> Information supplied
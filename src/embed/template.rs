//! Template types for typed variable injection.

use std::marker::PhantomData;

/// A set of variables that can fill a template.
pub trait TemplateVars {
    fn apply(&self, content: &str) -> String;
}

/// Template with typed variable injection.
#[derive(Debug, Clone, Copy)]
pub struct Template<V> {
    content: &'static str,
    _marker: PhantomData<V>,
}

impl<V> Template<V> {
    pub const fn new(content: &'static str) -> Self {
        Self {
            content,
            _marker: PhantomData,
        }
    }
}

impl<V: TemplateVars> Template<V> {
    pub fn render(&self, vars: &V) -> String {
        vars.apply(self.content)
    }
}
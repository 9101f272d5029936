//! Pages: non-layout markup files of the content tree.

use std::collections::hash_map::Entry;

use rustc_hash::FxHashMap;

use crate::core::{Content, FileTree, join_key, path_to_route, strip_extension};
use crate::layout::is_page_file;
use crate::scan;

/// A single buildable page.
#[derive(Debug, Clone, PartialEq, Eq)]
pub struct Page {
    /// Path relative to the content directory
    pub path: Vec<String>,
    pub content: Content,
}

impl Page {
    pub fn new<S: AsRef<str>>(path: &[S], content: Content) -> Self {
        Self {
            path: path.iter().map(|s| s.as_ref().to_string()).collect(),
            content,
        }
    }

    /// Root-relative key of the source file.
    #[inline]
    pub fn key(&self, content_dir: &str) -> String {
        join_key(content_dir, &self.path)
    }

    /// Public route (`/blog/post/`).
    #[inline]
    pub fn route(&self, index: &str) -> String {
        path_to_route(&self.path, index)
    }

    /// Display title: first level-1 heading, else the file stem.
    pub fn title(&self) -> String {
        self.content
            .as_text()
            .and_then(scan::first_heading)
            .unwrap_or_else(|| {
                self.path
                    .last()
                    .map(|name| strip_extension(name).to_string())
                    .unwrap_or_default()
            })
    }
}

/// A page whose route another page already produces.
#[derive(Debug, Clone, PartialEq, Eq)]
pub struct RouteConflict {
    pub page: Page,
    pub route: String,
    /// Path of the page keeping the route
    pub owner: Vec<String>,
}

impl RouteConflict {
    pub fn message(&self, content_dir: &str) -> String {
        format!(
            "route {} is already built from {}",
            self.route,
            join_key(content_dir, &self.owner)
        )
    }
}

/// Pages of a content tree with their routes claimed.
#[derive(Debug, Default)]
pub struct PageSet {
    /// Buildable pages, in sorted path order
    pub pages: Vec<Page>,
    /// Pages left out because their route is taken
    pub conflicts: Vec<RouteConflict>,
}

/// Every page of a content tree, in sorted path order.
///
/// `blog.typ` and a non-layout `blog/index.typ` share the route `/blog/`;
/// the first in path order keeps it and the other becomes a conflict.
pub fn collect_pages(content_tree: &FileTree, index: &str) -> PageSet {
    let mut owners: FxHashMap<String, Vec<String>> = FxHashMap::default();
    let mut set = PageSet::default();

    for (path, content) in content_tree.files() {
        if !path.last().is_some_and(|name| is_page_file(name, content, index)) {
            continue;
        }
        let page = Page::new(&path, content.clone());
        match owners.entry(page.route(index)) {
            Entry::Occupied(owner) => set.conflicts.push(RouteConflict {
                route: owner.key().clone(),
                owner: owner.get().clone(),
                page,
            }),
            Entry::Vacant(slot) => {
                slot.insert(page.path.clone());
                set.pages.push(page);
            }
        }
    }

    set
}
//! Configuration utility functions.

use std::path::{Path, PathBuf};

/// Find config file by searching upward from current directory
///
/// Starts from cwd and walks up parent directories until finding `config_name`
/// Returns the absolute path to the config file if found
///
/// # Example
/// ```text
/// /home/user/site/content/posts/  ← cwd
/// /home/user/site/typage.toml     ← found!
/// ```
pub fn find_config_file(config_name: &Path) -> Option<PathBuf> {
    let cwd = std::env::current_dir().ok()?;
    find_config_from(&cwd, config_name)
}

fn find_config_from(start: &Path, config_name: &Path) -> Option<PathBuf> {
    if config_name.is_absolute() {
        return config_name.exists().then(|| config_name.to_path_buf());
    }

    start
        .ancestors()
        .map(|dir| dir.join(config_name))
        .find(|candidate| candidate.exists())
}

/// Expand `~` in a configured path and make it absolute against `root`.
pub fn expand_path(path: &Path, root: &Path) -> PathBuf {
    let expanded = shellexpand::tilde(&path.to_string_lossy()).into_owned();
    let path = PathBuf::from(expanded);
    let full_path = if path.is_relative() {
        root.join(&path)
    } else {
        path
    };
    crate::utils::path::normalize_path(&full_path)
}

// ============================================================================
// tests
// ============================================================================

#[cfg(test)]
mod tests {
    use super::*;
    use std::fs;
    use tempfile::TempDir;

    #[test]
    fn test_find_config_walks_up() {
        let tmp = TempDir::new().unwrap();
        let nested = tmp.path().join("content/blog");
        fs::create_dir_all(&nested).unwrap();
        fs::write(tmp.path().join("typage.toml"), "").unwrap();

        let found = find_config_from(&nested, Path::new("typage.toml")).unwrap();
        assert_eq!(found, tmp.path().join("typage.toml"));
    }

    #[test]
    fn test_find_config_missing() {
        let tmp = TempDir::new().unwrap();
        assert!(find_config_from(tmp.path(), Path::new("no-such-config-xyz.toml")).is_none());
    }

    #[test]
    fn test_expand_path() {
        let root = Path::new("/site");
        assert_eq!(expand_path(Path::new("fonts"), root), PathBuf::from("/site/fonts"));
        assert!(!expand_path(Path::new("~/fonts"), root).starts_with("~"));
    }
}
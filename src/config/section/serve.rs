//! `[serve]` section: the local preview server.
//!
//! ```toml
//! [serve]
//! interface = "127.0.0.1"
//! port = 5277
//! watch = true
//! ```

use std::net::{IpAddr, Ipv4Addr, SocketAddr};

use serde::{Deserialize, Serialize};

use crate::config::{ConfigDiagnostics, FieldPath};

/// Where `typage serve` listens and whether it rebuilds on change.
#[derive(Debug, Clone, Serialize, Deserialize)]
#[serde(default)]
pub struct ServeConfig {
    pub interface: IpAddr,

    /// First port tried; taken ports are skipped upward.
    pub port: u16,

    /// Watch the project and rebuild affected pages.
    pub watch: bool,
}

impl Default for ServeConfig {
    fn default() -> Self {
        Self {
            interface: Ipv4Addr::LOCALHOST.into(),
            port: 5277,
            watch: true,
        }
    }
}

impl ServeConfig {
    /// Addresses to try binding, starting at the configured port.
    pub fn candidate_addrs(&self, attempts: u16) -> impl Iterator<Item = SocketAddr> + '_ {
        (0..attempts)
            .map_while(|offset| self.port.checked_add(offset))
            .map(|port| SocketAddr::new(self.interface, port))
    }

    pub fn validate(&self, diag: &mut ConfigDiagnostics) {
        if self.port == 0 {
            diag.error_with_hint(
                FieldPath::new("serve.port"),
                "port 0 is not a fixed port",
                "pick a free port such as 5277",
            );
        }
    }
}

#[cfg(test)]
mod tests {
    use super::*;
    use crate::config::test_parse_config;

    #[test]
    fn test_lan_preview() {
        let config =
            test_parse_config("[serve]\ninterface = \"0.0.0.0\"\nport = 8080\nwatch = false");
        assert_eq!(config.serve.interface, IpAddr::from([0, 0, 0, 0]));
        assert_eq!(config.serve.port, 8080);
        assert!(!config.serve.watch);
    }

    #[test]
    fn test_defaults_listen_on_localhost_and_watch() {
        let serve = test_parse_config("[serve]\nport = 3000").serve;
        assert!(serve.interface.is_loopback());
        assert_eq!(serve.port, 3000);
        assert!(serve.watch);
    }

    #[test]
    fn test_candidate_addrs_stop_at_last_port() {
        let serve = ServeConfig {
            port: u16::MAX - 1,
            ..ServeConfig::default()
        };
        let ports: Vec<_> = serve.candidate_addrs(10).map(|addr| addr.port()).collect();
        assert_eq!(ports, vec![u16::MAX - 1, u16::MAX]);

        let first = ServeConfig::default().candidate_addrs(3).next().unwrap();
        assert_eq!(first.to_string(), "127.0.0.1:5277");
    }

    #[test]
    fn test_port_zero_rejected() {
        let mut diag = ConfigDiagnostics::new();
        ServeConfig {
            port: 0,
            ..ServeConfig::default()
        }
        .validate(&mut diag);
        assert_eq!(diag.fields(), vec!["serve.port"]);
    }
}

> Task directions
Exactly reproduce the lines that run from the line with "if self.port == 0" through the last line of the records, inclusive.

> Expected answer
        if self.port == 0 {
            diag.error_with_hint(
                FieldPath::new("serve.port"),
                "port 0 is not a fixed port",
                "pick a free port such as 5277",
            );
        }
    }
}

#[cfg(test)]
mod tests {
    use super::*;
    use crate::config::test_parse_config;

    #[test]
    fn test_lan_preview() {
        let config =
            test_parse_config("[serve]\ninterface = \"0.0.0.0\"\nport = 8080\nwatch = false");
        assert_eq!(config.serve.interface, IpAddr::from([0, 0, 0, 0]));
        assert_eq!(config.serve.port, 8080);
        assert!(!config.serve.watch);
    }

    #[test]
    fn test_defaults_listen_on_localhost_and_watch() {
        let serve = test_parse_config("[serve]\nport = 3000").serve;
        assert!(serve.interface.is_loopback());
        assert_eq!(serve.port, 3000);
        assert!(serve.watch);
    }

    #[test]
    fn test_candidate_addrs_stop_at_last_port() {
        let serve = ServeConfig {
            port: u16::MAX - 1,
            ..ServeConfig::default()
        };
        let ports: Vec<_> = serve.candidate_addrs(10).map(|addr| addr.port()).collect();
        assert_eq!(ports, vec![u16::MAX - 1, u16::MAX]);

        let first = ServeConfig::default().candidate_addrs(3).next().unwrap();
        assert_eq!(first.to_string(), "127.0.0.1:5277");
    }

    #[test]
    fn test_port_zero_rejected() {
        let mut diag = ConfigDiagnostics::new();
        ServeConfig {
            port: 0,
            ..ServeConfig::default()
        }
        .validate(&mut diag);
        assert_eq!(diag.fields(), vec!["serve.port"]);
    }
}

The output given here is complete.